With competition for corporate events, Alicia Olson, an event planner with the Holiday Inn Madison at the American Center, said it’s imperative to stay in touch, through surveys and other means, with customers. “With the economy struggling, people will shop around a lot more,” she noted. “You have to keep it all about experience and having that personal relationship with everybody.”
Playing small ball
Larger hotels typically are able to attract business via benefits offered through reward points and other guest incentives, but smaller hotels have to be even more creative with their selling practices. Jason Ilstrup, general manager of HotelRED, said while group business is “still off” overall, especially the larger conferences that are the mainstays of big hotels, he’s starting to see an uptick from smaller groups such as executive committees or departments within larger organizations.
At the moment, the small-group trend plays into the strength of the 48-room HotelRED, but only if the hotel does creative things to secure those smaller meetings. “We really are focusing on that smaller group and looking to grab multiple smaller groups and really personalizing that service,” Ilstrup stated. “Whether it’s small business doing a think tank on innovation in their company, or they want their marketing team coming through, the industry is seeing less of the large conference where all the employees from San Francisco or New York come in.”
As an independent hotel with a favorable employee-to-guest ratio, HotelRED can act quickly to drop rental fees, make its outdoor patios or lobby or breakout rooms available for networking, or otherwise take advantage of its location across from Camp Randall Stadium.
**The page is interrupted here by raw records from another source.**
impl<'a> Slab<'a> {
    pub fn contiguous(start: &'a [usize], count: &'a [usize]) -> Self {
        Self {
            start,
            count,
            stride: None,
            imap: None,
        }
    }

    pub fn strided(start: &'a [usize], count: &'a [usize], stride: &'a [isize]) -> Self {
        Self {
            start,
            count,
            stride: Some(stride),
            imap: None,
        }
    }

    pub fn mapped(
        start: &'a [usize],
        count: &'a [usize],
        stride: Option<&'a [isize]>,
        imap: &'a [isize],
    ) -> Self {
        Self {
            start,
            count,
            stride,
            imap: Some(imap),
        }
    }

    pub fn rank(&self) -> usize {
        self.start.len()
    }

    /// Number of elements selected.
    pub fn elements(&self) -> usize {
        self.count.iter().product()
    }

    /// Bytes needed to hold the selection at `size` bytes per element.
    pub fn byte_len(&self, size: usize) -> NcResult<usize> {
        self.count
            .iter()
            .try_fold(size, |acc, c| acc.checked_mul(*c))
            .ok_or_else(|| NcError::Range("selection size overflows".into()))
    }

    /// One past the last index the selection touches in dimension `d`, or
    /// `None` when that is not representable.
    pub fn end(&self, d: usize) -> Option<usize> {
        let step = self.stride.map_or(1, |s| s[d].unsigned_abs());
        match self.count[d] {
            0 => Some(self.start[d]),
            n => (n - 1).checked_mul(step)?.checked_add(self.start[d])?.checked_add(1),
        }
    }

    /// Check that every per-dimension vector has the same rank, that strides
    /// are positive and that the selected indices and element count fit in
    /// `usize`.
    pub fn validate(&self) -> NcResult<()> {
        let rank = self.rank();
        if self.count.len() != rank {
            return Err(NcError::InvalidArgument(format!(
                "start has rank {rank}, count has rank {}",
                self.count.len()
            )));
        }
        if let Some(stride) = self.stride {
            if stride.len() != rank {
                return Err(NcError::InvalidArgument(format!(
                    "stride has rank {}, expected {rank}",
                    stride.len()
                )));
            }
            if let Some(bad) = stride.iter().find(|s| **s <= 0) {
                return Err(NcError::Range(format!("stride {bad} must be positive")));
            }
        }
        if let Some(imap) = self.imap {
            if imap.len() != rank {
                return Err(NcError::InvalidArgument(format!(
                    "imap has rank {}, expected {rank}",
                    imap.len()
                )));
            }
        }
        for d in 0..rank {
            if self.end(d).is_none() {
                return Err(NcError::Range(format!(
                    "dimension {d}: start {} with count {} runs past the index range",
                    self.start[d], self.count[d]
                )));
            }
        }
        self.byte_len(1).map(|_| ())
    }

    /// True when the stride (if any) is 1 in every dimension.
    pub fn is_unit_stride(&self) -> bool {
        self.stride.map_or(true, |s| s.iter().all(|v| *v == 1))
    }
}
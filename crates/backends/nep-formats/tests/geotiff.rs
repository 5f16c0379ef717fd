mod common;

use common::{build, f32s, ramp, u16s, write_tmp, TiffLayout};

use nep_abi::{FileFormat, Mode, NcError, NcType, Slab, Slot, Storage, UdfSlot, NC_GLOBAL};
use nep_core::{Engine, OpenRequest, Rule};
use nep_formats::geotiff::{is_geotiff, is_geotiff_bytes, GEOKEY_ATT};
use nep_formats::register_all;

fn udf(n: u8) -> UdfSlot {
    UdfSlot::new(n).unwrap()
}

fn engine() -> Engine {
    let mut e = Engine::default();
    register_all(&mut e).unwrap();
    e
}

#[test]
fn detection_needs_the_geokey_directory() {
    let dir = tempfile::tempdir().unwrap();
    let geo = write_tmp(&dir, "geo.tif", &build(&TiffLayout::default(), &ramp));
    let plain = write_tmp(
        &dir,
        "plain.tif",
        &build(
            &TiffLayout {
                geokeys: None,
                ..TiffLayout::default()
            },
            &ramp,
        ),
    );
    let big = build(
        &TiffLayout {
            bigtiff: true,
            ..TiffLayout::default()
        },
        &ramp,
    );

    assert!(is_geotiff(&geo).unwrap());
    assert!(!is_geotiff(&plain).unwrap());
    assert!(is_geotiff_bytes(&big));
    assert!(!is_geotiff_bytes(b"CDF\x01 not a tiff"));
}

#[test]
fn classic_tiff_opens_through_magic() {
    let dir = tempfile::tempdir().unwrap();
    let path = write_tmp(&dir, "ramp.tif", &build(&TiffLayout::default(), &ramp));
    let path = path.to_str().unwrap();
    let e = engine();

    let d = e.detect(&OpenRequest::new(path, Mode::empty())).unwrap();
    assert_eq!(d.slot, Slot::User(udf(1)));
    assert_eq!(d.rule, Rule::Magic);

    let ncid = e.open(path, Mode::empty()).unwrap();
    assert_eq!(e.inq_format(ncid).unwrap(), FileFormat::User(udf(1)));
    let s = e.inq(ncid).unwrap();
    assert_eq!((s.ndims, s.nvars, s.natts), (2, 1, 1));
    assert_eq!(e.inq_dim(ncid, 0).unwrap().name, "x");
    assert_eq!(e.inq_dim(ncid, 1).unwrap().len, 3);
    assert!(matches!(e.inq_dim(ncid, 2), Err(NcError::NotFound(_))));
    assert_eq!(e.inq_dimid(ncid, "y").unwrap(), 1);

    let varid = e.inq_varid(ncid, "data").unwrap();
    let info = e.inq_var_all(ncid, varid).unwrap();
    assert_eq!(info.xtype, NcType::USHORT);
    assert_eq!(info.dimids, [1, 0]);

    let mut out = vec![0u8; 3 * 4 * 2];
    e.get_vara(ncid, varid, &Slab::contiguous(&[0, 0], &[3, 4]), &mut out, NcType::USHORT)
        .unwrap();
    assert_eq!(u16s(&out), [0, 1, 2, 3, 100, 101, 102, 103, 200, 201, 202, 203]);

    let mut out = vec![0u8; 2 * 2 * 2];
    e.get_vara(ncid, varid, &Slab::contiguous(&[1, 2], &[2, 2]), &mut out, NcType::USHORT)
        .unwrap();
    assert_eq!(u16s(&out), [102, 103, 202, 203]);

    // Strided reads come from the generic default over get_vara.
    let mut out = vec![0u8; 2 * 2 * 2];
    e.get_vars(
        ncid,
        varid,
        &Slab::strided(&[0, 0], &[2, 2], &[2, 3]),
        &mut out,
        NcType::USHORT,
    )
    .unwrap();
    assert_eq!(u16s(&out), [0, 3, 200, 203]);

    e.close(ncid).unwrap();
}

#[test]
fn reads_are_bounds_and_type_checked() {
    let dir = tempfile::tempdir().unwrap();
    let path = write_tmp(&dir, "ramp.tif", &build(&TiffLayout::default(), &ramp));
    let e = engine();
    let ncid = e.open(path.to_str().unwrap(), Mode::empty()).unwrap();

    let mut out = vec![0u8; 64];
    let err = e
        .get_vara(ncid, 0, &Slab::contiguous(&[2, 0], &[2, 4]), &mut out, NcType::USHORT)
        .unwrap_err();
    assert!(matches!(err, NcError::Range(_)));
    let err = e
        .get_vara(ncid, 0, &Slab::contiguous(&[0, 0], &[1, 1]), &mut out, NcType::FLOAT)
        .unwrap_err();
    assert!(matches!(err, NcError::Unsupported(_)));
    let err = e
        .get_vara(ncid, 1, &Slab::contiguous(&[0, 0], &[1, 1]), &mut out, NcType::USHORT)
        .unwrap_err();
    assert!(matches!(err, NcError::NotFound(_)));
}

#[test]
fn selections_past_the_index_range_are_range_errors() {
    let image = build(&TiffLayout::default(), &ramp);
    let e = engine();
    let ncid = e.open_mem("ramp.tif", Mode::empty(), &image).unwrap();

    let mut out = vec![0u8; 64];
    for (start, count) in [([usize::MAX, 0], [1, 1]), ([0, usize::MAX], [1, 1]), ([0, 0], [usize::MAX, 2])] {
        let err = e
            .get_vara(ncid, 0, &Slab::contiguous(&start, &count), &mut out, NcType::USHORT)
            .unwrap_err();
        assert!(matches!(err, NcError::Range(_)), "{start:?} {count:?}: {err}");
    }
    let err = e
        .get_vars(ncid, 0, &Slab::strided(&[usize::MAX, 0], &[1, 1], &[2, 1]), &mut out, NcType::USHORT)
        .unwrap_err();
    assert!(matches!(err, NcError::Range(_)));

    // The session is still usable afterwards.
    let mut one = [0u8; 2];
    e.get_vara(ncid, 0, &Slab::contiguous(&[2, 3], &[1, 1]), &mut one, NcType::USHORT)
        .unwrap();
    assert_eq!(u16s(&one), [203]);
}

#[test]
fn bigtiff_multiband_chunky() {
    let layout = TiffLayout {
        bigtiff: true,
        bands: 3,
        bits: 8,
        width: 5,
        height: 4,
        rows_per_strip: 2,
        ..TiffLayout::default()
    };
    let pixel = |b: usize, y: usize, x: usize| (10 * b + 4 * y + x) as u64;
    let image = build(&layout, &pixel);
    let e = engine();
    let ncid = e.open_mem("mem.tif", Mode::empty(), &image).unwrap();
    assert_eq!(e.inq_format(ncid).unwrap(), FileFormat::User(udf(0)));
    assert_eq!(e.inq_dimid(ncid, "band").unwrap(), 2);
    assert_eq!(e.inq_var_all(ncid, 0).unwrap().dimids, [2, 1, 0]);

    // Bands 1..3, rows 1..3 (crossing a strip boundary), columns 3..5.
    let mut out = vec![0u8; 2 * 2 * 2];
    e.get_vara(ncid, 0, &Slab::contiguous(&[1, 1, 3], &[2, 2, 2]), &mut out, NcType::UBYTE)
        .unwrap();
    let expected: Vec<u8> = [(1, 1, 3), (1, 1, 4), (1, 2, 3), (1, 2, 4), (2, 1, 3), (2, 1, 4), (2, 2, 3), (2, 2, 4)]
        .iter()
        .map(|&(b, y, x)| pixel(b, y, x) as u8)
        .collect();
    assert_eq!(out, expected);
}

#[test]
fn planar_float_with_many_strips() {
    let layout = TiffLayout {
        bands: 2,
        bits: 32,
        sample_format: 3,
        planar: true,
        width: 3,
        height: 5,
        rows_per_strip: 2,
        ..TiffLayout::default()
    };
    let value = |b: usize, y: usize, x: usize| 0.5 + b as f32 * 10.0 + y as f32 + x as f32 / 10.0;
    let image = build(&layout, &move |b, y, x| value(b, y, x).to_bits() as u64);
    let e = engine();
    let ncid = e.open_mem("planar.tif", Mode::empty(), &image).unwrap();
    assert_eq!(e.inq_var_all(ncid, 0).unwrap().xtype, NcType::FLOAT);

    let mut out = vec![0u8; 5 * 4];
    e.get_vara(ncid, 0, &Slab::contiguous(&[1, 0, 2], &[1, 5, 1]), &mut out, NcType::FLOAT)
        .unwrap();
    let expected: Vec<f32> = (0..5).map(|y| value(1, y, 2)).collect();
    assert_eq!(f32s(&out), expected);
}

#[test]
fn big_endian_tiff_needs_an_explicit_slot() {
    let image = build(
        &TiffLayout {
            big_endian: true,
            ..TiffLayout::default()
        },
        &ramp,
    );
    let e = engine();
    // "MM" matches no registered magic.
    let err = e.open_mem("be.tif", Mode::empty(), &image).unwrap_err();
    assert!(matches!(err, NcError::DetectionFailed(_)));

    let req = OpenRequest::new("be.tif", Mode::empty())
        .with_memory(&image)
        .with_format(Slot::User(udf(1)));
    let ncid = e.open_with(&req).unwrap();
    let mut out = vec![0u8; 4 * 2];
    e.get_vara(ncid, 0, &Slab::contiguous(&[2, 0], &[1, 4]), &mut out, NcType::USHORT)
        .unwrap();
    assert_eq!(u16s(&out), [200, 201, 202, 203]);
}

#[test]
fn geokey_directory_is_a_global_attribute() {
    let image = build(&TiffLayout::default(), &ramp);
    let e = engine();
    let ncid = e.open_mem("geo.tif", Mode::empty(), &image).unwrap();

    assert_eq!(e.inq_attname(ncid, NC_GLOBAL, 0).unwrap(), GEOKEY_ATT);
    let att = e.inq_att(ncid, NC_GLOBAL, GEOKEY_ATT).unwrap();
    assert_eq!((att.xtype, att.len), (NcType::USHORT, 8));
    let mut out = vec![0u8; 16];
    e.get_att(ncid, NC_GLOBAL, GEOKEY_ATT, &mut out, NcType::USHORT).unwrap();
    assert_eq!(u16s(&out), [1, 1, 0, 1, 1024, 0, 1, 2]);
    assert!(matches!(e.inq_att(ncid, 0, GEOKEY_ATT), Err(NcError::NotFound(_))));
}

#[test]
fn plain_tiff_with_tiff_magic_is_refused() {
    let image = build(
        &TiffLayout {
            geokeys: None,
            ..TiffLayout::default()
        },
        &ramp,
    );
    let e = engine();
    let err = e.open_mem("plain.tif", Mode::empty(), &image).unwrap_err();
    assert!(matches!(err, NcError::DetectionFailed(_)));
    assert_eq!(e.open_sessions(), 0);
}

#[test]
fn geotiff_is_read_only() {
    let dir = tempfile::tempdir().unwrap();
    let path = write_tmp(&dir, "ro.tif", &build(&TiffLayout::default(), &ramp));
    let path = path.to_str().unwrap();
    let e = engine();

    let err = e.open(path, Mode::WRITE).unwrap_err();
    assert!(matches!(err, NcError::PermissionDenied(_)));

    let ncid = e.open(path, Mode::empty()).unwrap();
    let data = [0u8; 2];
    let err = e
        .put_vara(ncid, 0, &Slab::contiguous(&[0, 0], &[1, 1]), &data, NcType::USHORT)
        .unwrap_err();
    assert!(matches!(err, NcError::PermissionDenied(_)));
    assert!(matches!(e.redef(ncid), Err(NcError::PermissionDenied(_))));
}

#[test]
fn compressed_rasters_open_but_do_not_read() {
    let image = build(
        &TiffLayout {
            compression: 5,
            ..TiffLayout::default()
        },
        &ramp,
    );
    let e = engine();
    let ncid = e.open_mem("lzw.tif", Mode::empty(), &image).unwrap();
    assert_eq!(e.inq(ncid).unwrap().nvars, 1);
    let mut out = vec![0u8; 2];
    let err = e
        .get_vara(ncid, 0, &Slab::contiguous(&[0, 0], &[1, 1]), &mut out, NcType::USHORT)
        .unwrap_err();
    assert!(matches!(err, NcError::Unsupported(_)));
}

#[test]
fn storage_reports_strips_or_tiles_as_chunks() {
    let e = engine();
    let striped = build(
        &TiffLayout {
            rows_per_strip: 2,
            ..TiffLayout::default()
        },
        &ramp,
    );
    let ncid = e.open_mem("striped.tif", Mode::empty(), &striped).unwrap();
    assert_eq!(e.inq_var_all(ncid, 0).unwrap().storage, Storage::Chunked(vec![2, 4]));

    let tiled = build(
        &TiffLayout {
            bands: 2,
            bits: 8,
            tile: Some((16, 32)),
            ..TiffLayout::default()
        },
        &ramp,
    );
    let ncid = e.open_mem("tiled.tif", Mode::empty(), &tiled).unwrap();
    assert_eq!(e.inq_var_all(ncid, 0).unwrap().storage, Storage::Chunked(vec![2, 32, 16]));

    let mut out = vec![0u8; 1];
    let err = e
        .get_vara(ncid, 0, &Slab::contiguous(&[0, 0, 0], &[1, 1, 1]), &mut out, NcType::UBYTE)
        .unwrap_err();
    assert!(matches!(err, NcError::Unsupported(_)));
}
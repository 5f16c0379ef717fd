//! NEP ABI crate: the dispatch contract shared by the routing engine and every
//! format backend, whether linked in statically or loaded as a plugin.

pub mod dispatch;
pub mod error;
pub mod ffi;
pub mod file;
pub mod stubs;
pub mod types;

pub use dispatch::{DispatchTable, GetSlabFn, Op, PutSlabFn};
pub use error::{NcError, NcResult, NC_NOERR};
pub use ffi::{HostApi, PluginInitFn, MAX_MAGIC_LEN, NEP_DISPATCH_VERSION};
pub use file::OpenFile;
pub use types::*;
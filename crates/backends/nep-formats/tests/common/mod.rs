//! Synthetic TIFF writer for backend tests.

#![allow(dead_code)]

use std::path::PathBuf;

pub struct TiffLayout {
    pub bigtiff: bool,
    pub big_endian: bool,
    pub width: u32,
    pub height: u32,
    pub bands: u16,
    pub bits: u16,
    /// 1 = unsigned, 2 = signed, 3 = IEEE float.
    pub sample_format: u16,
    pub planar: bool,
    pub rows_per_strip: u32,
    pub compression: u16,
    /// `(TileWidth, TileLength)` tags; the data itself stays in strips.
    pub tile: Option<(u32, u32)>,
    pub geokeys: Option<Vec<u16>>,
}

impl Default for TiffLayout {
    fn default() -> Self {
        Self {
            bigtiff: false,
            big_endian: false,
            width: 4,
            height: 3,
            bands: 1,
            bits: 16,
            sample_format: 1,
            planar: false,
            rows_per_strip: 3,
            compression: 1,
            tile: None,
            geokeys: Some(vec![1, 1, 0, 1, 1024, 0, 1, 2]),
        }
    }
}

const SHORT: u16 = 3;
const LONG: u16 = 4;
const LONG8: u16 = 16;

fn put(buf: &mut Vec<u8>, v: u64, size: usize, be: bool) {
    let mut b = v.to_le_bytes()[..size].to_vec();
    if be {
        b.reverse();
    }
    buf.extend_from_slice(&b);
}

/// Sample value at (band, y, x) as raw bits, for integer and float samples.
pub type Pixel = dyn Fn(usize, usize, usize) -> u64;

pub fn build(layout: &TiffLayout, pixel: &Pixel) -> Vec<u8> {
    let be = layout.big_endian;
    let size = (layout.bits / 8) as usize;
    let (w, h, nb) = (layout.width as usize, layout.height as usize, layout.bands as usize);
    let rps = layout.rows_per_strip as usize;

    let mut strips: Vec<Vec<u8>> = Vec::new();
    let planes = if layout.planar { nb } else { 1 };
    for plane in 0..planes {
        for first in (0..h).step_by(rps) {
            let mut strip = Vec::new();
            for y in first..(first + rps).min(h) {
                for x in 0..w {
                    if layout.planar {
                        put(&mut strip, pixel(plane, y, x), size, be);
                    } else {
                        for b in 0..nb {
                            put(&mut strip, pixel(b, y, x), size, be);
                        }
                    }
                }
            }
            strips.push(strip);
        }
    }

    let mut out = Vec::new();
    out.extend_from_slice(if be { b"MM" } else { b"II" });
    put(&mut out, if layout.bigtiff { 43 } else { 42 }, 2, be);
    if layout.bigtiff {
        put(&mut out, 8, 2, be);
        put(&mut out, 0, 2, be);
    }
    let ifd_ptr = out.len();
    let word = if layout.bigtiff { 8 } else { 4 };
    put(&mut out, 0, word, be);

    let mut offsets = Vec::new();
    let mut counts = Vec::new();
    for s in &strips {
        offsets.push(out.len() as u64);
        counts.push(s.len() as u64);
        out.extend_from_slice(s);
    }
    if out.len() % 2 == 1 {
        out.push(0);
    }
    let ifd_offset = out.len();
    let mut patch = Vec::new();
    put(&mut patch, ifd_offset as u64, word, be);
    out[ifd_ptr..ifd_ptr + word].copy_from_slice(&patch);

    let offset_type = if layout.bigtiff { LONG8 } else { LONG };
    let mut entries: Vec<(u16, u16, Vec<u64>)> = vec![
        (256, LONG, vec![layout.width as u64]),
        (257, LONG, vec![layout.height as u64]),
        (258, SHORT, vec![layout.bits as u64; nb]),
        (259, SHORT, vec![layout.compression as u64]),
        (262, SHORT, vec![1]),
        (273, offset_type, offsets),
        (277, SHORT, vec![nb as u64]),
        (278, LONG, vec![rps as u64]),
        (279, offset_type, counts),
        (284, SHORT, vec![if layout.planar { 2 } else { 1 }]),
        (339, SHORT, vec![layout.sample_format as u64; nb]),
    ];
    if let Some((tw, tl)) = layout.tile {
        entries.push((322, LONG, vec![tw as u64]));
        entries.push((323, LONG, vec![tl as u64]));
    }
    if let Some(keys) = &layout.geokeys {
        entries.push((34735, SHORT, keys.iter().map(|k| *k as u64).collect()));
    }
    entries.sort_by_key(|e| e.0);

    let (count_len, entry_len) = if layout.bigtiff { (8, 20) } else { (2, 12) };
    let extra_base = ifd_offset + count_len + entries.len() * entry_len + word;
    let mut extra = Vec::new();

    put(&mut out, entries.len() as u64, count_len, be);
    for (tag, ty, values) in &entries {
        let vsize = match *ty {
            SHORT => 2,
            LONG => 4,
            _ => 8,
        };
        let mut payload = Vec::new();
        for v in values {
            put(&mut payload, *v, vsize, be);
        }
        put(&mut out, *tag as u64, 2, be);
        put(&mut out, *ty as u64, 2, be);
        put(&mut out, values.len() as u64, word, be);
        if payload.len() <= word {
            payload.resize(word, 0);
            out.extend_from_slice(&payload);
        } else {
            put(&mut out, (extra_base + extra.len()) as u64, word, be);
            extra.extend_from_slice(&payload);
            if extra.len() % 2 == 1 {
                extra.push(0);
            }
        }
    }
    put(&mut out, 0, word, be);
    assert_eq!(out.len(), extra_base);
    out.extend_from_slice(&extra);
    out
}

/// `100 * y + x`, plus `1000 * band`.
pub fn ramp(band: usize, y: usize, x: usize) -> u64 {
    (1000 * band + 100 * y + x) as u64
}

pub fn write_tmp(dir: &tempfile::TempDir, name: &str, bytes: &[u8]) -> PathBuf {
    let path = dir.path().join(name);
    std::fs::write(&path, bytes).unwrap();
    path
}

pub fn u16s(buf: &[u8]) -> Vec<u16> {
    buf.chunks_exact(2)
        .map(|c| u16::from_ne_bytes([c[0], c[1]]))
        .collect()
}

pub fn f32s(buf: &[u8]) -> Vec<f32> {
    buf.chunks_exact(4)
        .map(|c| f32::from_ne_bytes([c[0], c[1], c[2], c[3]]))
        .collect()
}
He acknowledges that HotelRED is playing “small ball,” but allowing pets, offering a complementary weekend cocktail, or partnering with a chocolatier to treat guests is part of the tailored experience a boutique hotel can provide.
“The experience is still very big; it’s not passé,” Ilstrup stated. “We’re all trying to create a great experience, whether it’s for a banquet, a corporate event, a wedding, or a just a single night’s stay.”